Hapimag has some interesting properties.  I've always wanted to go to their property on the south side of Crete http://www.hapimag.com/en/damnoni-crete.htm but I've never seen it for rent and their exchange system is limited to Hapimag members as far as I can tell.

[Please send a private message to discuss trading. - DeniseM Moderator]


----------



## jerseygirl (Nov 27, 2010)

I stayed at a Hapimag property in Rome and was very pleased with the accommodations .... modern, clean, functional ...very nice and helpful people at the front desk.  I wasn't impressed with the restaurant -- they offered a half-board option, which we didn't take, but we did eat there once and it was only so-so (we weren't expecting a gourmet meal!).

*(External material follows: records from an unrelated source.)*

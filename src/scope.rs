//! Subscription-cleanup scope hierarchy (C5).
//!
//! Every subscription returned by the graph (on a signal, edge, or rollup,
//! see `graph::signal`) registers itself with whatever scope is "current"
//! at the time it's created. Scopes form a tree; cancelling a scope runs
//! every registered cleanup and cancels every child scope, LIFO with
//! respect to registration order (§4.5).
//!
//! This is a distinct concept from [`crate::task::TaskScope`] (C4), which
//! governs *task* cancellation rather than *subscription* cleanup, even
//! though the two are driven together in practice (the bridge cancels a
//! session's subscription scope and its task scope in the same call).

use std::cell::RefCell;
use std::rc::{Rc, Weak};

type Cleanup = Box<dyn FnOnce()>;

struct ScopeInner {
    parent: Option<Weak<RefCell<ScopeInner>>>,
    children: Vec<Rc<RefCell<ScopeInner>>>,
    cleanups: Vec<Cleanup>,
    cancelled: bool,
}

/// A node in the subscription-cleanup tree.
#[derive(Clone)]
pub struct Scope {
    inner: Rc<RefCell<ScopeInner>>,
}

/// An opaque handle returned when registering a cleanup with a scope.
/// Dropping it does nothing by itself — cleanups run when the owning scope
/// is cancelled, not when the handle is dropped (matching the spec's
/// "scope cancel disposes them", not Rust's usual RAII-on-drop idiom).
pub struct Subscription {
    scope: Weak<RefCell<ScopeInner>>,
    index: usize,
}

impl Scope {
    /// Creates a fresh root scope (owned by the `Debugger`, per §4.5).
    pub fn root() -> Self {
        Self {
            inner: Rc::new(RefCell::new(ScopeInner {
                parent: None,
                children: Vec::new(),
                cleanups: Vec::new(),
                cancelled: false,
            })),
        }
    }

    /// Creates a child of `self` (§4.5 `push`, as a standalone operation
    /// rather than mutating a thread-local "current scope" — callers that
    /// want the push/pop/with_scope ergonomics use [`Current`] below).
    pub fn push(&self) -> Scope {
        let child = Scope {
            inner: Rc::new(RefCell::new(ScopeInner {
                parent: Some(Rc::downgrade(&self.inner)),
                children: Vec::new(),
                cleanups: Vec::new(),
                cancelled: false,
            })),
        };
        self.inner.borrow_mut().children.push(child.inner.clone());
        child
    }

    pub fn is_cancelled(&self) -> bool {
        self.inner.borrow().cancelled
    }

    /// Registers `cleanup` to run when this scope is cancelled.
    pub fn on_cleanup(&self, cleanup: impl FnOnce() + 'static) -> Subscription {
        let mut inner = self.inner.borrow_mut();
        if inner.cancelled {
            drop(inner);
            cleanup();
            return Subscription { scope: Weak::new(), index: usize::MAX };
        }
        inner.cleanups.push(Box::new(cleanup));
        Subscription { scope: Rc::downgrade(&self.inner), index: inner.cleanups.len() - 1 }
    }

    /// Cancels this scope: runs its cleanups LIFO, then recursively cancels
    /// every child scope, then detaches from its parent (§4.5 `cancel`).
    /// Idempotent.
    pub fn cancel(&self) {
        let (children, cleanups, already) = {
            let mut inner = self.inner.borrow_mut();
            if inner.cancelled {
                (Vec::new(), Vec::new(), true)
            } else {
                inner.cancelled = true;
                (std::mem::take(&mut inner.children), std::mem::take(&mut inner.cleanups), false)
            }
        };
        if already {
            return;
        }
        for cleanup in cleanups.into_iter().rev() {
            cleanup();
        }
        for child in children {
            Scope { inner: child }.cancel();
        }
        if let Some(parent) = self.inner.borrow().parent.as_ref().and_then(Weak::upgrade) {
            parent.borrow_mut().children.retain(|c| !Rc::ptr_eq(c, &self.inner));
        }
    }
}

impl Subscription {
    /// Unregisters the cleanup without running it (used when a subscriber
    /// detaches itself explicitly rather than waiting for scope
    /// cancellation).
    pub fn unsubscribe(self) {
        if let Some(scope) = self.scope.upgrade() {
            let mut inner = scope.borrow_mut();
            if self.index < inner.cleanups.len() {
                // Replace with a no-op rather than shifting indices, so
                // other live Subscriptions into the same Vec stay valid.
                inner.cleanups[self.index] = Box::new(|| {});
            }
        }
    }
}

/// A thread-local "current scope" stack, giving `push`/`pop`/`with_scope`
/// ergonomics (§4.5) without threading a `Scope` through every call site —
/// subscriptions created while a handler runs attach to whatever scope was
/// current when the handler was dispatched.
pub struct Current;

thread_local! {
    static STACK: RefCell<Vec<Scope>> = const { RefCell::new(Vec::new()) };
}

impl Current {
    pub fn get() -> Option<Scope> {
        STACK.with(|s| s.borrow().last().cloned())
    }

    /// Pushes a child of the current scope (or a fresh root if there is no
    /// current scope) and makes it current.
    pub fn push() -> Scope {
        let child = match Self::get() {
            Some(parent) => parent.push(),
            None => Scope::root(),
        };
        STACK.with(|s| s.borrow_mut().push(child.clone()));
        child
    }

    /// Restores the previous current scope without cancelling the one
    /// being left.
    pub fn pop() {
        STACK.with(|s| {
            s.borrow_mut().pop();
        });
    }

    /// Pushes a child scope, runs `f` with it current, pops — used by the
    /// protocol client when dispatching an event so subscriptions created
    /// inside the handler are parented correctly (§4.5 `with_scope`).
    pub fn with_scope<R>(scope: &Scope, f: impl FnOnce() -> R) -> R {
        STACK.with(|s| s.borrow_mut().push(scope.clone()));
        let result = f();
        Self::pop();
        result
    }
}

#[cfg(test)]
mod tests {
    use super::*;

    #[test]
    fn cancel_runs_cleanups_lifo() {
        let root = Scope::root();
        let order = Rc::new(RefCell::new(Vec::new()));
        for i in 0..3 {
            let order = order.clone();
            root.on_cleanup(move || order.borrow_mut().push(i));
        }
        root.cancel();
        assert_eq!(*order.borrow(), vec![2, 1, 0]);
    }

    #[test]
    fn cancel_propagates_to_children() {
        let root = Scope::root();
        let child = root.push();
        let grandchild = child.push();
        let flag = Rc::new(RefCell::new(false));
        let flag2 = flag.clone();
        grandchild.on_cleanup(move || *flag2.borrow_mut() = true);
        root.cancel();
        assert!(*flag.borrow());
        assert!(child.is_cancelled());
        assert!(grandchild.is_cancelled());
    }

    #[test]
    fn cancel_is_idempotent() {
        let root = Scope::root();
        let calls = Rc::new(RefCell::new(0));
        let calls2 = calls.clone();
        root.on_cleanup(move || *calls2.borrow_mut() += 1);
        root.cancel();
        root.cancel();
        assert_eq!(*calls.borrow(), 1);
    }

    #[test]
    fn cancelling_child_detaches_from_parent() {
        let root = Scope::root();
        let child = root.push();
        child.cancel();
        // Parent cancel must not double-run the already-cancelled child's
        // cleanups (it was detached).
        let calls = Rc::new(RefCell::new(0));
        let calls2 = calls.clone();
        child.on_cleanup(move || *calls2.borrow_mut() += 1);
        root.cancel();
        assert_eq!(*calls.borrow(), 1, "cleanup registered post-cancel runs immediately, once");
    }
}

It wasn't the greatest location, but worked very well for a long visit in prime season when hotel prices and the Euro were at their peak.  We loved having the extra space and the mini kitchen for breakfasts and such.  I would definitely stay there again if I was going to be there for a week or more.  There was very easy access (5 minute walk?) to a great busline from which you could get into the center in about 15 minutes or switch to the subway for an even shorter trip (we preferred the bus and people watching!).  If they offer external exchanges, put Rome on your list!


----------



## Carolinian (Nov 27, 2010)

Hapimag is not an exchange company.  They are a points based mini-system, and are the originators of the timeshare concept.  Hapimag members own stock, to which usage rights are attached, somewhat along the lines of the shareblock based timeshares of Australia and South Africa.  The timeshare owners can vote their stock at the shareholders meetings. Hapimag also has a share buyback arrangement after a set number of years for a set price, if one wishes to sell it back at that point.

Most new Hapimag resorts are built by Hapimag itself, and I don't know what the arrangements will be when they are buying an existing property with existing owners.  Presumably they will either have some arrangement to trade to other Hapimag properties or some arrangement to convert your ownership into Hapimag stock.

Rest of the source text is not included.